Unterdessen stehen wir vor der koscheren Metzgerei «Kol Tuv». Damit Fleisch koscher, also rein ist, werden die Tiere geschächtet. So ist möglichst wenig Blut im Tier – denn der Verzehr von Blut ist nicht erlaubt. Es gibt immer wieder Leute, die sagen, das Judentum sei eine tierquälerische Religion: «Aber auch diesen Leuten geht es letztendlich nicht um die Tiere, sondern um ihre feindliche Haltung Juden gegenüber.
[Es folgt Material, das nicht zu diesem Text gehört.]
/// Summary of the rejected attempts, if any
fn diagnostics(attempts: &[GenerationAttempt]) -> Option<String> {
    let rejected: Vec<String> = attempts
        .iter()
        .filter_map(|a| {
            a.rejection.as_ref().map(|reason| {
                let variant = match a.variant {
                    InstructionVariant::Structured => "structured",
                    InstructionVariant::Consolidated => "consolidated",
                };
                format!("attempt {} ({}): {}", a.ordinal, variant, reason)
            })
        })
        .collect();

    if rejected.is_empty() {
        None
    } else {
        Some(rejected.join("; "))
    }
}

#[cfg(test)]
mod tests {
    use super::*;
    use async_trait::async_trait;
    use pf_core::registry;
    use pf_core::{Mode, UnavailableService};
    use std::collections::VecDeque;
    use std::sync::Mutex;
    use std::sync::atomic::{AtomicUsize, Ordering};
    use std::time::Duration;

    enum Reply {
        Text(&'static str),
        Fail,
        Blocked,
        Hang,
    }

    /// Generation double that replays a script and counts calls
    struct ScriptedService {
        replies: Mutex<VecDeque<Reply>>,
        requests: Mutex<Vec<GenerationRequest>>,
        calls: AtomicUsize,
    }

    impl ScriptedService {
        fn new(replies: Vec<Reply>) -> Self {
            Self {
                replies: Mutex::new(replies.into()),
                requests: Mutex::new(Vec::new()),
                calls: AtomicUsize::new(0),
            }
        }

        fn calls(&self) -> usize {
            self.calls.load(Ordering::SeqCst)
        }
    }

    #[async_trait]
    impl GenerationService for ScriptedService {
        async fn generate(&self, request: &GenerationRequest) -> Result<String> {
            self.calls.fetch_add(1, Ordering::SeqCst);
            self.requests.lock().unwrap().push(request.clone());
            let reply = self.replies.lock().unwrap().pop_front();
            match reply {
                Some(Reply::Text(text)) => Ok(text.to_string()),
                Some(Reply::Fail) => Err(Error::Service("upstream exploded".to_string())),
                Some(Reply::Blocked) => Err(Error::SafetyBlocked("SAFETY".to_string())),
                Some(Reply::Hang) => {
                    tokio::time::sleep(Duration::from_secs(3600)).await;
                    Ok("late answer that nobody waits for".to_string())
                }
                None => Ok(String::new()),
            }
        }

        fn model_id(&self) -> &str {
            "scripted"
        }
    }

    const GOOD: &str = "Crie um aplicativo de tarefas com listas, prazos e lembretes.";

    fn tasks_spec() -> PromptSpec {
        PromptSpec::new("Crie um app de tarefas", Mode::AppCreation)
    }

    #[tokio::test]
    async fn test_empty_keywords_rejected_without_calls() {
        let generator = PromptGenerator::new(ScriptedService::new(vec![]));
        let err = generator
            .generate(&PromptSpec::new("", Mode::Coding))
            .await
            .unwrap_err();
        assert!(err.is_validation());
        assert_eq!(generator.service().calls(), 0);

        // keywords that normalize to nothing are rejected the same way
        let err = generator
            .generate(&PromptSpec::new("Crie", Mode::Coding))
            .await
            .unwrap_err();
        assert!(err.is_validation());
        assert_eq!(generator.service().calls(), 0);
    }

    #[tokio::test]
    async fn test_empty_responses_fall_back() {
        let generator = PromptGenerator::new(ScriptedService::new(vec![
            Reply::Text(""),
            Reply::Text(""),
        ]));
        let outcome = generator.generate(&tasks_spec()).await.unwrap();

        assert!(outcome.used_fallback);
        assert!(!outcome.text.is_empty());
        assert!(outcome.text.contains("aplicativo"));
        assert!(outcome.text.contains("app tarefas"));
        assert_eq!(outcome.attempts.len(), 2);
        assert!(outcome.attempts.iter().all(|a| !a.accepted));
        assert_eq!(generator.service().calls(), 2);
        assert_eq!(
            outcome.diagnostics.as_deref(),
            Some("attempt 1 (structured): empty response; attempt 2 (consolidated): empty response")
        );
    }

    #[tokio::test]
    async fn test_primary_accepted() {
        let generator = PromptGenerator::new(ScriptedService::new(vec![Reply::Text(GOOD)]));
        let outcome = generator.generate(&tasks_spec()).await.unwrap();

        assert!(!outcome.used_fallback);
        assert_eq!(outcome.text, GOOD);
        assert!(outcome.diagnostics.is_none());
        assert_eq!(generator.service().calls(), 1);

        let requests = generator.service().requests.lock().unwrap();
        assert!(requests[0].system_instruction.is_some());
        assert!(requests[0].user_instruction.contains("app tarefas"));
    }

    #[tokio::test]
    async fn test_retry_uses_consolidated_instruction() {
        let generator = PromptGenerator::new(ScriptedService::new(vec![
            Reply::Text("curto"),
            Reply::Text(GOOD),
        ]));
        let outcome = generator.generate(&tasks_spec()).await.unwrap();

        assert!(!outcome.used_fallback);
        assert_eq!(outcome.text, GOOD);
        assert_eq!(outcome.attempts[0].output_text, "curto");
        assert_eq!(outcome.attempts[1].variant, InstructionVariant::Consolidated);
        assert!(outcome.diagnostics.unwrap().contains("too short"));

        let requests = generator.service().requests.lock().unwrap();
        assert!(requests[1].system_instruction.is_none());
    }

    #[tokio::test]
    async fn test_errors_and_safety_blocks_are_rejections() {
        let generator = PromptGenerator::new(ScriptedService::new(vec![
            Reply::Fail,
            Reply::Blocked,
            Reply::Text(GOOD),
        ]));
        let outcome = generator.generate(&tasks_spec()).await.unwrap();

        assert!(outcome.used_fallback);
        assert_eq!(generator.service().calls(), 2);
        let diagnostics = outcome.diagnostics.unwrap();
        assert!(diagnostics.contains("upstream exploded"));
        assert!(diagnostics.contains("safety filter"));
    }

    #[tokio::test(start_paused = true)]
    async fn test_timeouts_advance_the_state_machine() {
        let generator = PromptGenerator::new(ScriptedService::new(vec![Reply::Hang, Reply::Hang]));
        let outcome = generator.generate(&tasks_spec()).await.unwrap();

        assert!(outcome.used_fallback);
        assert_eq!(generator.service().calls(), 2);
        assert!(outcome.diagnostics.unwrap().contains("no response within 30s"));
    }

    #[tokio::test]
    async fn test_unavailable_service_always_falls_back() {
        let generator = PromptGenerator::new(UnavailableService);
        for mode in Mode::all() {
            let outcome = generator
                .generate(&PromptSpec::new("feira de ciências", mode))
                .await
                .unwrap();
            assert!(outcome.used_fallback);
            assert!(outcome.text.contains(registry::mode_template(mode).required_phrase));
        }
    }

    #[tokio::test]
    async fn test_refine_folds_previous_text() {
        let generator = PromptGenerator::new(ScriptedService::new(vec![Reply::Text(GOOD)]));
        let outcome = generator
            .refine(&tasks_spec(), "Um app de tarefas.", "adicione modo escuro")
            .await
            .unwrap();
        assert_eq!(outcome.text, GOOD);

        let requests = generator.service().requests.lock().unwrap();
        assert!(requests[0].user_instruction.contains("Um app de tarefas."));
        assert!(requests[0].user_instruction.contains("adicione modo escuro"));
    }

    #[tokio::test]
    async fn test_refine_validation() {
        let generator = PromptGenerator::new(ScriptedService::new(vec![]));
        let err = generator.refine(&tasks_spec(), "  ", "mais curto").await.unwrap_err();
        assert!(err.is_validation());
        let err = generator.refine(&tasks_spec(), "Um app.", "").await.unwrap_err();
        assert!(err.is_validation());
        assert_eq!(generator.service().calls(), 0);
    }

    #[tokio::test]
    async fn test_model_id_passes_through() {
        let config = EngineConfig::default().with_model("modelo-opaco/v9");
        let generator =
            PromptGenerator::with_config(ScriptedService::new(vec![Reply::Text(GOOD)]), config);
        generator.generate(&tasks_spec()).await.unwrap();

        let requests = generator.service().requests.lock().unwrap();
        assert_eq!(requests[0].config.model_id.as_deref(), Some("modelo-opaco/v9"));
    }

    #[tokio::test]
    async fn test_fallback_respects_selector() {
        let spec = tasks_spec().with_examples(true);
        let bank = registry::mode_template(Mode::AppCreation).examples;

        let generator = PromptGenerator::new(UnavailableService).with_selector(ExampleSelector::Index(2));
        let outcome = generator.generate(&spec).await.unwrap();
        assert!(outcome.text.ends_with(bank[2]));
    }
}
Natürlich kann man das Schächten in Frage stellen, doch hier muss ich einfach sagen, dass unser Fleischkonsum allgemein viel verheerender ist. An der tierfeindlichen Industrie sind die Juden zwar beteiligt – aber nur mit 0,15 Prozent. Lassen Sie es mich so sagen: Nicht das Schächten ist das Problem, sondern Antisemitismus ist ein Problem und unser Tierkonsum.»
Ich merke, je länger ich mit Thomas Meyer unterwegs bin, desto mehr Fragen habe ich. Und so endet mein Spaziergang, wo er begonnen hat: mit einer gefühlten Million Fragen im Kopf.